A project that helps with course planning by pulling data from the TQFRs website, and analyzing it.
-
Scraping pages from the TQFR system matching any number of year, term, professor(s), a range of numbers, department, A/B/C designations, whether it's practical or analytical, or by actual classname in their system.
-
Aggregating and displaying data on a class or professor from files you have scraped, and displaying a number of analytics on said aggregate, including the mean, standard deviation, number respondents and quartiles for basically any numerical data collected by TQFRs. It will also allow you to select which of the pages to include in the aggregate, and recalculate based on that.
-
Constructing class aggregates for all TQFRpages currently loaded. Displaying statistics on numerical values for those classes. Sorting by one of those numerical values, and redisplaying. Doing everything in item # 2 for individual classes within this list. (Note: Some classes may not have a certain metric for all of its pages, perhaps because it was a pass-fail only class for some of them and thus doesn't report expected grade, or in one year no students submitted data for that metric. In this case, the aggregate will say there is no data rather than reporting the average of the pages that do have it. Selecting individual years in the aggregate menu for the class will work around this.)

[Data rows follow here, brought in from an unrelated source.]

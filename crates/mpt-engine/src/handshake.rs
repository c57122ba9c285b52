//! Doorbell handshake: a synchronous request/reply exchange through the doorbell register.
//!
//! The handshake works before the message queues exist, so bring-up uses it for facts, init and
//! port enable. The host announces a request of N dwords, writes them one at a time waiting for
//! the controller to consume each, then reads the reply back sixteen bits per doorbell interrupt.
//!
//! Only one exchange may be in flight per controller; later callers block on the mutex. A failed
//! exchange is reported and never retried here.

use std::sync::Mutex;
use std::time::Duration;

use mpt_protocol::header::{FUNCTION_BYTE, MSG_LENGTH_BYTE};
use mpt_protocol::regs::{HostInterruptStatus, DOORBELL_ACTIVE, DOORBELL_DATA_MASK};
use mpt_protocol::{DoorbellFunction, Register};

use crate::error::HandshakeError;
use crate::hw::Hardware;
use crate::poll::poll_until;
use crate::sync::lock;

/// Largest request the doorbell can announce.
pub const MAX_REQUEST_DWORDS: usize = 255;

/// Smallest sensible reply: a bare header is three dwords.
const MIN_REPLY_DWORDS: u8 = 3;

pub struct Handshake {
    name: String,
    ack_timeout: Duration,
    poll_interval: Duration,
    flight: Mutex<()>,
}

impl Handshake {
    pub fn new(name: impl Into<String>, ack_timeout: Duration, poll_interval: Duration) -> Self {
        Handshake {
            name: name.into(),
            ack_timeout,
            poll_interval,
            flight: Mutex::new(()),
        }
    }

    /// Sends `request` and reads the reply into `reply`. Returns the number of reply bytes
    /// copied, which is the reply's declared length capped at `reply.len()`.
    pub fn exchange(
        &self,
        hw: &dyn Hardware,
        request: &[u8],
        reply: &mut [u8],
        reply_timeout: Duration,
    ) -> Result<usize, HandshakeError> {
        let _flight = lock(&self.flight);
        self.send(hw, request)?;
        let copied = self.read_reply(hw, reply, reply_timeout)?;

        let expected = request[FUNCTION_BYTE];
        let found = reply.get(FUNCTION_BYTE).copied().unwrap_or(expected);
        if found != expected {
            tracing::warn!(ioc = %self.name, expected, found, "handshake reply function mismatch");
            return Err(HandshakeError::FunctionMismatch { expected, found });
        }
        tracing::trace!(ioc = %self.name, function = expected, copied, "handshake complete");
        Ok(copied)
    }

    /// Sends `request` without reading a reply through the doorbell. Used for requests whose
    /// reply comes back through the reply FIFO.
    pub fn send_only(&self, hw: &dyn Hardware, request: &[u8]) -> Result<(), HandshakeError> {
        let _flight = lock(&self.flight);
        self.send(hw, request)?;
        let done = self.wait_int(hw, self.ack_timeout);
        clear_int(hw);
        if !done {
            return Err(HandshakeError::NoAck);
        }
        tracing::trace!(ioc = %self.name, function = request[FUNCTION_BYTE], "handshake request sent");
        Ok(())
    }

    fn send(&self, hw: &dyn Hardware, request: &[u8]) -> Result<(), HandshakeError> {
        let dwords = request.len() / 4;
        if request.len() % 4 != 0 || request.len() <= FUNCTION_BYTE || dwords > MAX_REQUEST_DWORDS {
            return Err(HandshakeError::BadRequestLength { len: request.len() });
        }
        if hw.read_reg(Register::Doorbell) & DOORBELL_ACTIVE != 0 {
            return Err(HandshakeError::DoorbellBusy);
        }

        tracing::debug!(ioc = %self.name, function = request[FUNCTION_BYTE], dwords, "handshake start");
        clear_int(hw);
        hw.write_reg(
            Register::Doorbell,
            DoorbellFunction::Handshake.doorbell_word(dwords as u8),
        );
        if !self.wait_int(hw, self.ack_timeout) {
            return Err(HandshakeError::NoAck);
        }
        if hw.read_reg(Register::Doorbell) & DOORBELL_ACTIVE == 0 {
            return Err(HandshakeError::NoAck);
        }
        clear_int(hw);
        if !self.wait_ack(hw) {
            return Err(HandshakeError::NoAck);
        }

        for (word, chunk) in request.chunks_exact(4).enumerate() {
            let value = u32::from_le_bytes([chunk[0], chunk[1], chunk[2], chunk[3]]);
            hw.write_reg(Register::Doorbell, value);
            if !self.wait_ack(hw) {
                tracing::warn!(ioc = %self.name, word, "handshake ack lost");
                return Err(HandshakeError::AckLost { word });
            }
        }
        Ok(())
    }

    fn read_reply(
        &self,
        hw: &dyn Hardware,
        reply: &mut [u8],
        reply_timeout: Duration,
    ) -> Result<usize, HandshakeError> {
        let mut header = [0u8; 4];
        let first = self.read_word(hw, reply_timeout)?;
        let second = self.read_word(hw, self.ack_timeout)?;
        header[..2].copy_from_slice(&first.to_le_bytes());
        header[2..].copy_from_slice(&second.to_le_bytes());

        let dwords = header[MSG_LENGTH_BYTE];
        if dwords < MIN_REPLY_DWORDS {
            return Err(HandshakeError::BadReplyLength { dwords });
        }
        let total = dwords as usize * 4;
        let copied = total.min(reply.len());
        reply[..copied.min(4)].copy_from_slice(&header[..copied.min(4)]);

        for word in 2..total / 2 {
            let value = self.read_word(hw, self.ack_timeout)?;
            let at = word * 2;
            if at + 2 <= copied {
                reply[at..at + 2].copy_from_slice(&value.to_le_bytes());
            }
        }

        if !self.wait_int(hw, self.ack_timeout) {
            return Err(HandshakeError::ReplyTimeout);
        }
        clear_int(hw);
        Ok(copied)
    }

    fn read_word(&self, hw: &dyn Hardware, bound: Duration) -> Result<u16, HandshakeError> {
        if !self.wait_int(hw, bound) {
            return Err(HandshakeError::ReplyTimeout);
        }
        let value = (hw.read_reg(Register::Doorbell) & DOORBELL_DATA_MASK) as u16;
        clear_int(hw);
        Ok(value)
    }

    fn wait_int(&self, hw: &dyn Hardware, bound: Duration) -> bool {
        poll_until(self.poll_interval, bound, || {
            his(hw)
                .contains(HostInterruptStatus::DOORBELL_INTERRUPT)
                .then_some(())
        })
        .is_ok()
    }

    fn wait_ack(&self, hw: &dyn Hardware) -> bool {
        poll_until(self.poll_interval, self.ack_timeout, || {
            (!his(hw).contains(HostInterruptStatus::IOP_DOORBELL_STATUS)).then_some(())
        })
        .is_ok()
    }
}

fn his(hw: &dyn Hardware) -> HostInterruptStatus {
    HostInterruptStatus::from_bits_retain(hw.read_reg(Register::HostInterruptStatus))
}

fn clear_int(hw: &dyn Hardware) {
    hw.write_reg(Register::HostInterruptStatus, 0);
}
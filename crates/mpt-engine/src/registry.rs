//! Consumer registry.
//!
//! Upper-layer drivers (SCSI host, target mode, LAN, management) register a reply callback and
//! get back a [`CallbackIndex`]. The index travels inside every request's `MsgContext`, so a
//! reply can be routed back to whoever submitted the frame without any lookup table.
//!
//! The registry is a fixed array of [`MAX_CONSUMERS`] slots behind one mutex. Slot 0 is never
//! handed out (a zero index in a reply is always a protocol error); a new registration takes the
//! lowest free slot, so indices freed by `deregister` are reused first. Handlers are cloned out
//! of the lock before they run.

use std::fmt;
use std::sync::{Arc, Mutex};

use mpt_protocol::EventNotificationReply;

use crate::arena::Frame;
use crate::dispatch::ReplyFrame;
use crate::error::RegistryError;
use crate::ioc::Ioc;
use crate::sync::lock;

pub const MAX_CONSUMERS: usize = 16;

/// Index of a registered consumer, `1..MAX_CONSUMERS`.
#[derive(Debug, Clone, Copy, PartialEq, Eq, Hash, PartialOrd, Ord)]
pub struct CallbackIndex(u8);

impl CallbackIndex {
    pub fn new(raw: u8) -> Option<Self> {
        if raw == 0 || raw as usize >= MAX_CONSUMERS {
            None
        } else {
            Some(CallbackIndex(raw))
        }
    }

    pub fn get(self) -> u8 {
        self.0
    }
}

impl fmt::Display for CallbackIndex {
    fn fmt(&self, f: &mut fmt::Formatter<'_>) -> fmt::Result {
        write!(f, "{}", self.0)
    }
}

#[derive(Debug, Clone, Copy, PartialEq, Eq, Hash)]
pub enum ConsumerClass {
    /// The engine's own consumer: facts, events, internal commands.
    Base,
    ScsiInitiator,
    ScsiTarget,
    Lan,
    Control,
    Raid,
}

#[derive(Debug, Clone, Copy, PartialEq, Eq, Hash)]
pub enum ResetPhase {
    /// Stop issuing new work.
    Setup,
    /// The reset is committed; in-flight work is gone.
    Pre,
    /// The controller is operational again.
    Post,
}

/// Called for every reply to a frame the consumer submitted. `reply` is `None` for turbo
/// (context-only) replies. Returning `true` releases the frame; `false` keeps it with the
/// controller, as for event notifications that will be answered again.
///
/// The callback must not release `frame` itself.
pub type ReplyCallback = Arc<dyn Fn(&Ioc, &mut Frame, Option<&ReplyFrame>) -> bool + Send + Sync>;
pub type EventHandler = Arc<dyn Fn(&Ioc, &EventNotificationReply) + Send + Sync>;
pub type ResetHandler = Arc<dyn Fn(&Ioc, ResetPhase) + Send + Sync>;

#[derive(Clone)]
struct Consumer {
    class: ConsumerClass,
    reply: ReplyCallback,
    event: Option<EventHandler>,
    reset: Option<ResetHandler>,
}

pub struct Registry {
    slots: Mutex<Vec<Option<Consumer>>>,
}

impl Default for Registry {
    fn default() -> Self {
        Self::new()
    }
}

impl Registry {
    pub fn new() -> Self {
        Registry {
            slots: Mutex::new(vec![None; MAX_CONSUMERS]),
        }
    }

    pub fn register(
        &self,
        class: ConsumerClass,
        reply: ReplyCallback,
    ) -> Result<CallbackIndex, RegistryError> {
        let mut slots = lock(&self.slots);
        let idx = (1..MAX_CONSUMERS)
            .find(|&i| slots[i].is_none())
            .ok_or(RegistryError::Full)?;
        slots[idx] = Some(Consumer {
            class,
            reply,
            event: None,
            reset: None,
        });
        Ok(CallbackIndex(idx as u8))
    }

    pub fn deregister(&self, idx: CallbackIndex) -> Result<(), RegistryError> {
        let mut slots = lock(&self.slots);
        match slots[idx.0 as usize].take() {
            Some(_) => Ok(()),
            None => Err(RegistryError::NotRegistered(idx.0)),
        }
    }

    fn update(
        &self,
        idx: CallbackIndex,
        f: impl FnOnce(&mut Consumer),
    ) -> Result<(), RegistryError> {
        let mut slots = lock(&self.slots);
        let consumer = slots[idx.0 as usize]
            .as_mut()
            .ok_or(RegistryError::NotRegistered(idx.0))?;
        f(consumer);
        Ok(())
    }

    pub fn set_event_handler(
        &self,
        idx: CallbackIndex,
        handler: Option<EventHandler>,
    ) -> Result<(), RegistryError> {
        self.update(idx, |c| c.event = handler)
    }

    pub fn set_reset_handler(
        &self,
        idx: CallbackIndex,
        handler: Option<ResetHandler>,
    ) -> Result<(), RegistryError> {
        self.update(idx, |c| c.reset = handler)
    }

    pub fn class_of(&self, idx: CallbackIndex) -> Option<ConsumerClass> {
        lock(&self.slots)[idx.0 as usize].as_ref().map(|c| c.class)
    }

    pub fn reply_callback(&self, idx: CallbackIndex) -> Option<ReplyCallback> {
        lock(&self.slots)[idx.0 as usize]
            .as_ref()
            .map(|c| c.reply.clone())
    }

    pub fn event_handlers(&self) -> Vec<(CallbackIndex, EventHandler)> {
        let slots = lock(&self.slots);
        slots
            .iter()
            .enumerate()
            .filter_map(|(i, c)| {
                let handler = c.as_ref()?.event.clone()?;
                Some((CallbackIndex(i as u8), handler))
            })
            .collect()
    }

    pub fn reset_handlers(&self) -> Vec<(CallbackIndex, ResetHandler)> {
        let slots = lock(&self.slots);
        slots
            .iter()
            .enumerate()
            .filter_map(|(i, c)| {
                let handler = c.as_ref()?.reset.clone()?;
                Some((CallbackIndex(i as u8), handler))
            })
            .collect()
    }

    pub fn len(&self) -> usize {
        lock(&self.slots).iter().filter(|c| c.is_some()).count()
    }

    pub fn is_empty(&self) -> bool {
        self.len() == 0
    }
}

#[cfg(test)]
mod tests {
    use super::*;

    fn noop() -> ReplyCallback {
        Arc::new(|_: &Ioc, _: &mut Frame, _: Option<&ReplyFrame>| true)
    }

    #[test]
    fn zero_and_out_of_range_indices_are_invalid() {
        assert_eq!(CallbackIndex::new(0), None);
        assert_eq!(CallbackIndex::new(MAX_CONSUMERS as u8), None);
        assert_eq!(CallbackIndex::new(1).map(CallbackIndex::get), Some(1));
    }

    #[test]
    fn registration_takes_lowest_free_slot() {
        let reg = Registry::new();
        let a = reg.register(ConsumerClass::Base, noop()).unwrap();
        let b = reg.register(ConsumerClass::ScsiInitiator, noop()).unwrap();
        let c = reg.register(ConsumerClass::Lan, noop()).unwrap();
        assert_eq!((a.get(), b.get(), c.get()), (1, 2, 3));

        reg.deregister(b).unwrap();
        assert_eq!(reg.deregister(b), Err(RegistryError::NotRegistered(2)));
        let d = reg.register(ConsumerClass::Control, noop()).unwrap();
        assert_eq!(d, b);
        assert_eq!(reg.class_of(d), Some(ConsumerClass::Control));
    }

    #[test]
    fn registry_is_bounded() {
        let reg = Registry::new();
        for _ in 1..MAX_CONSUMERS {
            reg.register(ConsumerClass::ScsiInitiator, noop()).unwrap();
        }
        assert_eq!(reg.len(), MAX_CONSUMERS - 1);
        assert_eq!(
            reg.register(ConsumerClass::ScsiInitiator, noop()),
            Err(RegistryError::Full)
        );
    }

    #[test]
    fn handlers_are_snapshotted_per_slot() {
        let reg = Registry::new();
        let a = reg.register(ConsumerClass::Base, noop()).unwrap();
        let b = reg.register(ConsumerClass::ScsiInitiator, noop()).unwrap();
        reg.set_reset_handler(b, Some(Arc::new(|_: &Ioc, _: ResetPhase| {})))
            .unwrap();
        reg.set_event_handler(a, Some(Arc::new(|_: &Ioc, _: &EventNotificationReply| {})))
            .unwrap();

        let resets = reg.reset_handlers();
        assert_eq!(resets.len(), 1);
        assert_eq!(resets[0].0, b);
        assert_eq!(reg.event_handlers()[0].0, a);

        reg.deregister(b).unwrap();
        assert!(reg.reset_handlers().is_empty());
        assert_eq!(
            reg.set_reset_handler(b, None),
            Err(RegistryError::NotRegistered(b.get()))
        );
    }
}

TQFRscraper is written in Python 2.7. It requires the following non-standard library packages:
If you have pip, these are easily installable with
py -2 -m pip install <packagename>
You must have an internet connection and an access.caltech username and password to pull new data. The project includes pages that I've already scraped, as well, if you just want to use the analysis part.
Files:
======= runThisOne.py
Initializes the TQFRscraper and TQFRanalyzer classes, sets debugOn on or off, and runs the main menu.
======= TQFRpage.py
Contains some utility functions (like prettyPrintTable and ensureFolder) and a number of classes used to represent TQFR pages and associated data for both TQFRscraper and TQFRanalyzer.
Classes:
- TQFRpage
- Represents EITHER a TQFRpage file, or a template TQFR page that you can match actual instances or other templates to, for use in sorting.
- Notes year, term, division, className, termChar (A/B/C, I.e. which set of a class it is, not necessarily which term it is given in), classNameForFileName (standardized), url, pracOrAnal, classNum, professors, departments.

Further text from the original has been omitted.